The Anatomy of the Fibula

The Smaller Bone of the Shin

In This Article

The fibula is the slender long bone that is attached next to and a little below the tibia (shinbone). It bears very little body weight. The fibula provides lateral stability for the lower leg and acts as a tie rod to increase the range of motion for the ankle, especially lateral and medial rotation of the foot. It is the thinnest of all the long bones compared to its length.

The word fibula is Latin for "the brooch" and many believe it is named that way because when paired with the tibia anatomically, it forms the safety pin look of an ancient brooch.

Stress fractures of the fibula can occur with repetitive stress impact exercises like running. The pain of stress fractures in the fibula is similar to other common running injuries, making it difficult to correctly diagnose.

Since it does not bear significant weight, the fibula is often used as a donation site for bone grafts to repair bony structures in other parts of the body. Grafts can be removed from the fibula and replaced with implants to maintain the stability of the shaft.

Anatomy

There are four types of bone in the human body: long bones, short bones, flat bones, and irregular bones. The fibula is a long bone, meaning that it is longer than it is wide. Long bones have trabecular (spongy) bone on the ends and compact (dense) bone along the shaft. Running the length of the shaft in the center of the fibula is a cavity filled with red bone marrow.

There is also red bone marrow in the trabecular bone at both ends. Separating the trabecular and compact bone is an epiphyseal plate (growth plate). The epiphyseal plate is the location where new bone is formed until the bone is fully matured at adulthood.

Structure of the Fibula

The average fibula is about 390 millimeters (mm) long in adult men and about 360 mm long in adult women. There are three distinct types of fibula shapes when viewed as a cross-section along the shaft: triangular, quadrilateral, and irregular. Each fibula can contain more than one type of cross-section shape and the combinations differ between males and females. The fibula is the most slender long bone in the body as a ratio of width to length.

Location of the Fibula

The fibula is located on the lateral (outside) of the tibia, slightly posterior (to the back) and offsets a little below. The proximal (top) end of the fibula is articulated with the lateral condyle of the tibia, just below the knee. That is called the proximal tibiofibular joint. The fibula does not make up any part of the knee joint.
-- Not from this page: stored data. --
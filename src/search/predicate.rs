//! Predicate pushdown.
//!
//! The host hands over the predicates it would otherwise evaluate itself. Anything the API can
//! express is folded into a [`Pushdown`]; the rest comes back as residual predicates, in their
//! original order, for the host to apply locally.

use std::fmt;

use chrono::{DateTime, NaiveDate, NaiveDateTime, Utc};

use super::error::SearchError;
use super::sites::SiteFilterSet;
use super::window::DateWindow;
use super::{SearchRequest, API_MAX_RESULTS};

/// Right-hand side of a predicate
#[derive(Debug, Clone, PartialEq)]
pub enum Operand {
    Text(String),
    Integer(i64),
    Timestamp(DateTime<Utc>),
    Date(NaiveDate),
    Null,
    /// Anything that is not a literal (a column, a function call, ...)
    Expression(String),
}

impl Operand {
    pub fn text(value: impl Into<String>) -> Self {
        Operand::Text(value.into())
    }

    fn as_text(&self) -> Option<&str> {
        match self {
            Operand::Text(s) => Some(s),
            _ => None,
        }
    }

    /// Literal interpreted as a point in time, if it is one.
    pub fn as_timestamp(&self) -> Option<DateTime<Utc>> {
        match self {
            Operand::Timestamp(ts) => Some(*ts),
            Operand::Date(date) => date.and_hms_opt(0, 0, 0).map(|dt| dt.and_utc()),
            Operand::Text(s) => parse_timestamp(s),
            _ => None,
        }
    }
}

fn parse_timestamp(raw: &str) -> Option<DateTime<Utc>> {
    let raw = raw.trim();
    if let Ok(ts) = DateTime::parse_from_rfc3339(raw) {
        return Some(ts.with_timezone(&Utc));
    }
    for format in ["%Y-%m-%d %H:%M:%S", "%Y-%m-%dT%H:%M:%S", "%Y-%m-%d %H:%M"] {
        if let Ok(dt) = NaiveDateTime::parse_from_str(raw, format) {
            return Some(dt.and_utc());
        }
    }
    NaiveDate::parse_from_str(raw, "%Y-%m-%d")
        .ok()
        .and_then(|d| d.and_hms_opt(0, 0, 0))
        .map(|dt| dt.and_utc())
}

impl fmt::Display for Operand {
    fn fmt(&self, f: &mut fmt::Formatter<'_>) -> fmt::Result {
        match self {
            Operand::Text(s) => write!(f, "'{}'", s.replace('\'', "''")),
            Operand::Integer(n) => write!(f, "{n}"),
            Operand::Timestamp(ts) => write!(f, "TIMESTAMP '{}'", ts.format("%Y-%m-%d %H:%M:%S")),
            Operand::Date(d) => write!(f, "DATE '{d}'"),
            Operand::Null => write!(f, "NULL"),
            Operand::Expression(e) => write!(f, "{e}"),
        }
    }
}

#[derive(Debug, Clone, Copy, PartialEq, Eq)]
pub enum CompareOp {
    Lt,
    LtEq,
    Gt,
    GtEq,
}

impl fmt::Display for CompareOp {
    fn fmt(&self, f: &mut fmt::Formatter<'_>) -> fmt::Result {
        f.write_str(match self {
            CompareOp::Lt => "<",
            CompareOp::LtEq => "<=",
            CompareOp::Gt => ">",
            CompareOp::GtEq => ">=",
        })
    }
}

#[derive(Debug, Clone, Copy, PartialEq, Eq)]
pub enum SortDirection {
    Ascending,
    Descending,
}

/// A filter, ordering or limit request over the result columns
#[derive(Debug, Clone, PartialEq)]
pub enum Predicate {
    /// `field = value`
    Equality { field: String, value: Operand },
    /// `field != value`
    Inequality { field: String, value: Operand },
    /// `field IN (values...)`
    Membership { field: String, values: Vec<Operand> },
    /// `field LIKE pattern`
    PatternMatch { field: String, pattern: String },
    /// `field <op> value`
    Comparison {
        field: String,
        op: CompareOp,
        value: Operand,
    },
    /// `ORDER BY field <direction>`
    OrderRequest {
        field: String,
        direction: SortDirection,
    },
    /// `LIMIT limit`
    LimitRequest { limit: i64 },
}

impl fmt::Display for Predicate {
    fn fmt(&self, f: &mut fmt::Formatter<'_>) -> fmt::Result {
        match self {
            Predicate::Equality { field, value } => write!(f, "{field} = {value}"),
            Predicate::Inequality { field, value } => write!(f, "{field} != {value}"),
            Predicate::Membership { field, values } => {
                let list: Vec<String> = values.iter().map(ToString::to_string).collect();
                write!(f, "{field} IN ({})", list.join(", "))
            }
            Predicate::PatternMatch { field, pattern } => {
                write!(f, "{field} LIKE '{}'", pattern.replace('\'', "''"))
            }
            Predicate::Comparison { field, op, value } => write!(f, "{field} {op} {value}"),
            Predicate::OrderRequest { field, direction } => match direction {
                SortDirection::Ascending => write!(f, "ORDER BY {field} ASC"),
                SortDirection::Descending => write!(f, "ORDER BY {field} DESC"),
            },
            Predicate::LimitRequest { limit } => write!(f, "LIMIT {limit}"),
        }
    }
}

/// What the API will be asked to do, plus what it can't
#[derive(Debug, Clone, PartialEq)]
pub struct Pushdown {
    pub sites: SiteFilterSet,
    pub window: DateWindow,
    /// Result budget for the whole invocation
    pub max_results: usize,
    /// `sort` derived from an ordering request
    pub sort: Option<String>,
    /// Predicates the host must still apply, in their original order
    pub residual: Vec<Predicate>,
}

impl Pushdown {
    /// Budget ceiling: one query's worth, or one per include site when several are given.
    pub fn ceiling(include_count: usize) -> usize {
        API_MAX_RESULTS * include_count.max(1)
    }
}

fn is_site(field: &str) -> bool {
    field.eq_ignore_ascii_case("site")
}

fn is_date(field: &str) -> bool {
    field.eq_ignore_ascii_case("date") || field.eq_ignore_ascii_case("timestamp")
}

/// Literal domain inside a `LIKE` pattern on `site`.
///
/// `domain%` and `%.domain` (or `%domain`) are accepted; contains-patterns, `_` wildcards and
/// inner `%` are not.
pub fn site_pattern_domain(pattern: &str) -> Option<String> {
    if pattern.contains('_') {
        return None;
    }

    let suffix_match = pattern.starts_with('%');
    let prefix_match = pattern.len() > 1 && pattern.ends_with('%');
    if suffix_match && prefix_match {
        return None;
    }

    let mut domain = pattern;
    if suffix_match {
        domain = domain.trim_start_matches('%').trim_start_matches('.');
    }
    if prefix_match {
        domain = domain.trim_end_matches('%').trim_end_matches('.');
    }

    if domain.is_empty() || domain.contains('%') {
        return None;
    }
    Some(domain.to_string())
}

/// Split `predicates` into API parameters and residual predicates for `request`.
///
/// Site predicates are consumed. Date comparisons feed the date window but stay residual,
/// since the API only approximates them with relative day buckets. A single `ORDER BY date`
/// becomes a sort hint unless the request already carries an explicit sort. Limits must be
/// positive.
pub fn translate(
    request: &SearchRequest,
    predicates: Vec<Predicate>,
) -> Result<Pushdown, SearchError> {
    let mut sites = SiteFilterSet::new();
    for site in &request.filters.sites {
        sites.include(site.as_str());
    }

    let mut window = DateWindow::default();
    let mut sort = None;
    let mut limits: Vec<i64> = request.limit.into_iter().collect();
    let mut residual = Vec::new();

    let order_requests = predicates
        .iter()
        .filter(|p| matches!(p, Predicate::OrderRequest { .. }))
        .count();

    for predicate in predicates {
        match &predicate {
            Predicate::Equality { field, value } if is_site(field) => {
                if let Some(domain) = value.as_text() {
                    sites.include(domain);
                    continue;
                }
            }
            Predicate::Inequality { field, value } if is_site(field) => {
                if let Some(domain) = value.as_text() {
                    sites.exclude(domain);
                    continue;
                }
            }
            Predicate::Membership { field, values } if is_site(field) => {
                let domains: Option<Vec<&str>> = values.iter().map(Operand::as_text).collect();
                if let Some(domains) = domains.filter(|d| !d.is_empty()) {
                    for domain in domains {
                        sites.include(domain);
                    }
                    continue;
                }
            }
            Predicate::PatternMatch { field, pattern } if is_site(field) => {
                if let Some(domain) = site_pattern_domain(pattern) {
                    sites.include(domain);
                    continue;
                }
            }
            Predicate::Comparison { field, op, value } if is_date(field) => {
                if let Some(ts) = value.as_timestamp() {
                    match op {
                        CompareOp::Gt | CompareOp::GtEq => {
                            window.from = Some(window.from.map_or(ts, |cur| cur.max(ts)));
                        }
                        CompareOp::Lt | CompareOp::LtEq => {
                            window.to = Some(window.to.map_or(ts, |cur| cur.min(ts)));
                        }
                    }
                }
            }
            Predicate::OrderRequest { field, direction }
                if field.eq_ignore_ascii_case("date")
                    && order_requests == 1
                    && request.filters.sort.is_none() =>
            {
                sort = Some(match direction {
                    SortDirection::Descending => "date:d".to_string(),
                    SortDirection::Ascending => "date:a".to_string(),
                });
                continue;
            }
            Predicate::LimitRequest { limit } => {
                limits.push(*limit);
                continue;
            }
            _ => {}
        }
        residual.push(predicate);
    }

    if let Some(bad) = limits.iter().copied().find(|l| *l <= 0) {
        return Err(SearchError::InvalidLimit(bad));
    }

    let ceiling = Pushdown::ceiling(sites.includes().len());
    let requested = limits
        .into_iter()
        .min()
        .map_or(API_MAX_RESULTS, |l| usize::try_from(l).unwrap_or(usize::MAX));
    let max_results = requested.min(ceiling);

    tracing::debug!(
        includes = sites.includes().len(),
        max_results,
        sort = ?sort,
        residual = residual.len(),
        "predicates translated"
    );

    Ok(Pushdown {
        sites,
        window,
        max_results,
        sort,
        residual,
    })
}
The distal (bottom) end of the fibula articulates with the tibia in a depression called the fibular notch and that is called the distal tibiofibular joint. Even more distally, the fibula articulates with the talus at the talofibular joint, which forms part of the ankle joint called the lateral malleolus and can be felt externally as the hard bump on the outside of the ankle.

The entire collection of the tibia, fibula, talus, and associated ligaments is known as the tibiofibular syndesmosis.

The fibula is connected to the tibia through a web of connective tissue that runs nearly the entire length of the fibular shaft. The proximal tibiofibular joint is held in place with the lateral fibular collateral ligament.

Function

The fibula provides lateral stability to the lower limb and to the ankle joint. It also articulates with the tibia and the talus to allow for additional range of motion during rotation of the ankle.

A natural fibula in an otherwise healthy individual does not bear any significant body weight. There are several muscles of the leg, including some from the upper leg, that attach along the entire length of the fibula to include both ends and the shaft. The progression of the cross-section shapes of the shaft from triangular to irregular is driven by the insertion points of muscles and ligaments.

Associated Conditions

The most common significant medical conditions of the fibula are fractures. Trauma to the fibula can be a single episode of significant force or repetitive high impact exercise forces such as those related to running.

Stress Fractures of the Fibula

Repetitive high impact exercise such as running and jumping can lead to stress fractures in the proximal third of the fibula. One study of military recruits in Korea had a 1.9% incidence of proximal fibula stress fractures during basic training.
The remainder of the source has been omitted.